[Dataset entries]
◇ ◇ ◇

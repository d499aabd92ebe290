//! Function name search.

use serde::Serialize;

use crate::graph::{CodeGraph, EdgeKind};
use crate::query::guards::{clamp_limit, truncate_query, MAX_SEARCH_LIMIT};

#[derive(Clone, Copy, Debug, PartialEq, Eq, PartialOrd, Ord, Serialize)]
#[serde(rename_all = "snake_case")]
pub enum MatchKind {
    Exact,
    Prefix,
    Substring,
}

#[derive(Clone, Debug, PartialEq, Eq, Serialize)]
pub struct SearchHit {
    pub qualified_id: String,
    pub name: String,
    pub file_path: String,
    pub start_line: usize,
    pub signature: String,
    pub match_kind: MatchKind,
    pub caller_count: usize,
    pub callee_count: usize,
}

fn match_kind(name: &str, needle: &str) -> Option<MatchKind> {
    let lowered = name.to_lowercase();
    if lowered == needle {
        Some(MatchKind::Exact)
    } else if lowered.starts_with(needle) {
        Some(MatchKind::Prefix)
    } else if lowered.contains(needle) {
        Some(MatchKind::Substring)
    } else {
        None
    }
}

/// Case-insensitive substring search over bare function names.
///
/// Exact matches rank before prefix matches, prefix before substring; ties
/// break on file path then start line. An empty query matches nothing.
pub fn search_functions(graph: &CodeGraph, query: &str, limit: usize) -> Vec<SearchHit> {
    let needle = truncate_query(query).to_lowercase();
    if needle.is_empty() {
        return Vec::new();
    }
    let limit = clamp_limit(limit, MAX_SEARCH_LIMIT);

    let mut hits: Vec<SearchHit> = Vec::new();
    for name in graph.function_names() {
        let Some(kind) = match_kind(name, &needle) else {
            continue;
        };
        for function in graph.functions_named(name) {
            hits.push(SearchHit {
                qualified_id: function.qualified_id.clone(),
                name: function.name.clone(),
                file_path: function.file_path.clone(),
                start_line: function.start_line,
                signature: function.signature(),
                match_kind: kind,
                caller_count: graph.incoming(&function.qualified_id, EdgeKind::Calls).count(),
                callee_count: graph.outgoing(&function.qualified_id, EdgeKind::Calls).count(),
            });
        }
    }
    hits.sort_by(|a, b| {
        a.match_kind
            .cmp(&b.match_kind)
            .then_with(|| a.file_path.cmp(&b.file_path))
            .then(a.start_line.cmp(&b.start_line))
            .then_with(|| a.qualified_id.cmp(&b.qualified_id))
    });
    hits.truncate(limit);
    hits
}

#[cfg(test)]
mod tests {
    use super::*;
    use crate::config::AnalyzerConfig;
    use crate::graph::builder::build_graph;
    use crate::indexer::pipeline::parse_source;

    fn graph() -> CodeGraph {
        let config = AnalyzerConfig::default();
        let parses = vec![
            parse_source(
                "b.py",
                "def load_config(path):\n    load()\n\ndef load():\n    pass\n",
                &config,
            )
            .unwrap(),
            parse_source("a.py", "def reload():\n    load()\n\nload()\n", &config).unwrap(),
        ];
        build_graph(&parses, &config).0
    }

    #[test]
    fn test_ranking() {
        let g = graph();
        let hits = search_functions(&g, "LOAD", 10);
        let summary: Vec<(&str, MatchKind)> = hits.iter().map(|h| (h.qualified_id.as_str(), h.match_kind)).collect();
        assert_eq!(
            summary,
            vec![
                ("b.py::load@4", MatchKind::Exact),
                ("b.py::load_config@1", MatchKind::Prefix),
                ("a.py::reload@1", MatchKind::Substring),
            ]
        );
        assert_eq!(hits[0].caller_count, 3);
        assert_eq!(hits[1].signature, "load_config(path)");
    }

    #[test]
    fn test_module_entity_not_searchable() {
        let g = graph();
        assert!(search_functions(&g, "module", 10).is_empty());
    }

    #[test]
    fn test_limit_and_empty_query() {
        let g = graph();
        assert_eq!(search_functions(&g, "load", 1).len(), 1);
        assert_eq!(search_functions(&g, "load", 0).len(), 1);
        assert!(search_functions(&g, "   ", 10).is_empty());
        assert!(search_functions(&g, "zzz", 10).is_empty());
    }
}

◇ ◇ ◇

What lines in the entries above hold "hits"? Copy every one.

**WRITTEN RESPONSE**
    let mut hits: Vec<SearchHit> = Vec::new();
            hits.push(SearchHit {
    hits.sort_by(|a, b| {
    hits.truncate(limit);
    hits
        let hits = search_functions(&g, "LOAD", 10);
        let summary: Vec<(&str, MatchKind)> = hits.iter().map(|h| (h.qualified_id.as_str(), h.match_kind)).collect();
        assert_eq!(hits[0].caller_count, 3);
        assert_eq!(hits[1].signature, "load_config(path)");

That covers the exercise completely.